Input records Block Start
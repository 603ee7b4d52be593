//! Registry of live real-time connections, keyed by session.

use dashmap::DashMap;
use std::collections::HashMap;
use std::sync::atomic::{AtomicU64, Ordering};
use tokio::sync::mpsc::{self, error::TrySendError};
use tracing::{debug, warn};

use super::events::ServerEvent;

/// Identifier of one live connection.
pub type ConnectionId = u64;

/// Default outbound buffer per connection.
const DEFAULT_CHANNEL_CAPACITY: usize = 64;

/// Live connections per session.
///
/// Connections register at handshake and deregister on close. Each one owns
/// the receiving half of a bounded channel; the registry keeps the senders.
pub struct ConnectionRegistry {
    sessions: DashMap<String, HashMap<ConnectionId, mpsc::Sender<ServerEvent>>>,
    next_id: AtomicU64,
    capacity: usize,
}

impl ConnectionRegistry {
    pub fn new() -> Self {
        Self::with_capacity(DEFAULT_CHANNEL_CAPACITY)
    }

    pub fn with_capacity(capacity: usize) -> Self {
        Self {
            sessions: DashMap::new(),
            next_id: AtomicU64::new(0),
            capacity: capacity.max(1),
        }
    }

    /// Register a connection for `session_id`.
    pub fn register(&self, session_id: &str) -> (ConnectionId, mpsc::Receiver<ServerEvent>) {
        let id = self.next_id.fetch_add(1, Ordering::SeqCst) + 1;
        let (tx, rx) = mpsc::channel(self.capacity);
        self.sessions
            .entry(session_id.to_string())
            .or_default()
            .insert(id, tx);
        debug!(session_id = %session_id, connection_id = id, "Connection registered");
        (id, rx)
    }

    /// Remove a connection; drops the session entry when it was the last.
    pub fn deregister(&self, session_id: &str, connection_id: ConnectionId) {
        if let Some(mut conns) = self.sessions.get_mut(session_id) {
            conns.remove(&connection_id);
        }
        self.sessions.remove_if(session_id, |_, conns| conns.is_empty());
        debug!(session_id = %session_id, connection_id, "Connection deregistered");
    }

    /// Deliver to one connection. Returns false if it is gone or saturated.
    pub fn send_to(&self, session_id: &str, connection_id: ConnectionId, event: ServerEvent) -> bool {
        let sender = self
            .sessions
            .get(session_id)
            .and_then(|conns| conns.get(&connection_id).cloned());
        match sender {
            Some(tx) => self.deliver(session_id, connection_id, &tx, event),
            None => false,
        }
    }

    /// Deliver to every connection of the session except `except`.
    /// Returns the number of connections reached.
    pub fn broadcast(&self, session_id: &str, except: Option<ConnectionId>, event: &ServerEvent) -> usize {
        let targets: Vec<(ConnectionId, mpsc::Sender<ServerEvent>)> = match self.sessions.get(session_id) {
            Some(conns) => conns
                .iter()
                .filter(|(id, _)| Some(**id) != except)
                .map(|(id, tx)| (*id, tx.clone()))
                .collect(),
            None => return 0,
        };

        targets
            .iter()
            .filter(|(id, tx)| self.deliver(session_id, *id, tx, event.clone()))
            .count()
    }

    pub fn connection_count(&self, session_id: &str) -> usize {
        self.sessions.get(session_id).map(|c| c.len()).unwrap_or(0)
    }

    fn deliver(
        &self,
        session_id: &str,
        connection_id: ConnectionId,
        tx: &mpsc::Sender<ServerEvent>,
        event: ServerEvent,
    ) -> bool {
        match tx.try_send(event) {
            Ok(()) => true,
            Err(TrySendError::Full(event)) => {
                warn!(
                    session_id = %session_id,
                    connection_id,
                    event = event.kind(),
                    "Connection buffer full; event not delivered"
                );
                false
            }
            Err(TrySendError::Closed(_)) => {
                self.deregister(session_id, connection_id);
                false
            }
        }
    }
}

impl Default for ConnectionRegistry {
    fn default() -> Self {
        Self::new()
    }
}

#[cfg(test)]
mod tests {
    use super::*;

    #[tokio::test]
    async fn test_broadcast_skips_initiator() {
        let registry = ConnectionRegistry::new();
        let (a, mut rx_a) = registry.register("s");
        let (_b, mut rx_b) = registry.register("s");
        let (_c, mut rx_other) = registry.register("other");

        assert_eq!(registry.broadcast("s", Some(a), &ServerEvent::Pong), 1);
        assert_eq!(rx_b.recv().await, Some(ServerEvent::Pong));
        assert!(rx_a.try_recv().is_err());
        assert!(rx_other.try_recv().is_err());

        assert!(registry.send_to("s", a, ServerEvent::Pong));
        assert_eq!(rx_a.recv().await, Some(ServerEvent::Pong));
    }

    #[tokio::test]
    async fn test_deregister_and_closed_receivers() {
        let registry = ConnectionRegistry::new();
        let (a, _rx_a) = registry.register("s");
        let (b, rx_b) = registry.register("s");
        assert_eq!(registry.connection_count("s"), 2);

        registry.deregister("s", a);
        assert_eq!(registry.connection_count("s"), 1);

        // A dropped receiver is pruned on the next delivery attempt.
        drop(rx_b);
        assert!(!registry.send_to("s", b, ServerEvent::Pong));
        assert_eq!(registry.connection_count("s"), 0);
    }

    #[tokio::test]
    async fn test_full_buffer_does_not_block() {
        let registry = ConnectionRegistry::with_capacity(1);
        let (a, _rx) = registry.register("s");
        assert!(registry.send_to("s", a, ServerEvent::Pong));
        assert!(!registry.send_to("s", a, ServerEvent::Pong));
    }
}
Input records Block End
▶ Work task
Copy the whole listing out exactly, so that every line matches what is above.

▶ Written solution
repository 603ee7b4d52be593
//! Registry of live real-time connections, keyed by session.

use dashmap::DashMap;
use std::collections::HashMap;
use std::sync::atomic::{AtomicU64, Ordering};
use tokio::sync::mpsc::{self, error::TrySendError};
use tracing::{debug, warn};

use super::events::ServerEvent;

/// Identifier of one live connection.
pub type ConnectionId = u64;

/// Default outbound buffer per connection.
const DEFAULT_CHANNEL_CAPACITY: usize = 64;

/// Live connections per session.
///
/// Connections register at handshake and deregister on close. Each one owns
/// the receiving half of a bounded channel; the registry keeps the senders.
pub struct ConnectionRegistry {
    sessions: DashMap<String, HashMap<ConnectionId, mpsc::Sender<ServerEvent>>>,
    next_id: AtomicU64,
    capacity: usize,
}

impl ConnectionRegistry {
    pub fn new() -> Self {
        Self::with_capacity(DEFAULT_CHANNEL_CAPACITY)
    }

    pub fn with_capacity(capacity: usize) -> Self {
        Self {
            sessions: DashMap::new(),
            next_id: AtomicU64::new(0),
            capacity: capacity.max(1),
        }
    }

    /// Register a connection for `session_id`.
    pub fn register(&self, session_id: &str) -> (ConnectionId, mpsc::Receiver<ServerEvent>) {
        let id = self.next_id.fetch_add(1, Ordering::SeqCst) + 1;
        let (tx, rx) = mpsc::channel(self.capacity);
        self.sessions
            .entry(session_id.to_string())
            .or_default()
            .insert(id, tx);
        debug!(session_id = %session_id, connection_id = id, "Connection registered");
        (id, rx)
    }

    /// Remove a connection; drops the session entry when it was the last.
    pub fn deregister(&self, session_id: &str, connection_id: ConnectionId) {
        if let Some(mut conns) = self.sessions.get_mut(session_id) {
            conns.remove(&connection_id);
        }
        self.sessions.remove_if(session_id, |_, conns| conns.is_empty());
        debug!(session_id = %session_id, connection_id, "Connection deregistered");
    }

    /// Deliver to one connection. Returns false if it is gone or saturated.
    pub fn send_to(&self, session_id: &str, connection_id: ConnectionId, event: ServerEvent) -> bool {
        let sender = self
            .sessions
            .get(session_id)
            .and_then(|conns| conns.get(&connection_id).cloned());
        match sender {
            Some(tx) => self.deliver(session_id, connection_id, &tx, event),
            None => false,
        }
    }

    /// Deliver to every connection of the session except `except`.
    /// Returns the number of connections reached.
    pub fn broadcast(&self, session_id: &str, except: Option<ConnectionId>, event: &ServerEvent) -> usize {
        let targets: Vec<(ConnectionId, mpsc::Sender<ServerEvent>)> = match self.sessions.get(session_id) {
            Some(conns) => conns
                .iter()
                .filter(|(id, _)| Some(**id) != except)
                .map(|(id, tx)| (*id, tx.clone()))
                .collect(),
            None => return 0,
        };

        targets
            .iter()
            .filter(|(id, tx)| self.deliver(session_id, *id, tx, event.clone()))
            .count()
    }

    pub fn connection_count(&self, session_id: &str) -> usize {
        self.sessions.get(session_id).map(|c| c.len()).unwrap_or(0)
    }

    fn deliver(
        &self,
        session_id: &str,
        connection_id: ConnectionId,
        tx: &mpsc::Sender<ServerEvent>,
        event: ServerEvent,
    ) -> bool {
        match tx.try_send(event) {
            Ok(()) => true,
            Err(TrySendError::Full(event)) => {
                warn!(
                    session_id = %session_id,
                    connection_id,
                    event = event.kind(),
                    "Connection buffer full; event not delivered"
                );
                false
            }
            Err(TrySendError::Closed(_)) => {
                self.deregister(session_id, connection_id);
                false
            }
        }
    }
}

impl Default for ConnectionRegistry {
    fn default() -> Self {
        Self::new()
    }
}

#[cfg(test)]
mod tests {
    use super::*;

    #[tokio::test]
    async fn test_broadcast_skips_initiator() {
        let registry = ConnectionRegistry::new();
        let (a, mut rx_a) = registry.register("s");
        let (_b, mut rx_b) = registry.register("s");
        let (_c, mut rx_other) = registry.register("other");

        assert_eq!(registry.broadcast("s", Some(a), &ServerEvent::Pong), 1);
        assert_eq!(rx_b.recv().await, Some(ServerEvent::Pong));
        assert!(rx_a.try_recv().is_err());
        assert!(rx_other.try_recv().is_err());

        assert!(registry.send_to("s", a, ServerEvent::Pong));
        assert_eq!(rx_a.recv().await, Some(ServerEvent::Pong));
    }

    #[tokio::test]
    async fn test_deregister_and_closed_receivers() {
        let registry = ConnectionRegistry::new();
        let (a, _rx_a) = registry.register("s");
        let (b, rx_b) = registry.register("s");
        assert_eq!(registry.connection_count("s"), 2);

        registry.deregister("s", a);
        assert_eq!(registry.connection_count("s"), 1);

        // A dropped receiver is pruned on the next delivery attempt.
        drop(rx_b);
        assert!(!registry.send_to("s", b, ServerEvent::Pong));
        assert_eq!(registry.connection_count("s"), 0);
    }

    #[tokio::test]
    async fn test_full_buffer_does_not_block() {
        let registry = ConnectionRegistry::with_capacity(1);
        let (a, _rx) = registry.register("s");
        assert!(registry.send_to("s", a, ServerEvent::Pong));
        assert!(!registry.send_to("s", a, ServerEvent::Pong));
    }
}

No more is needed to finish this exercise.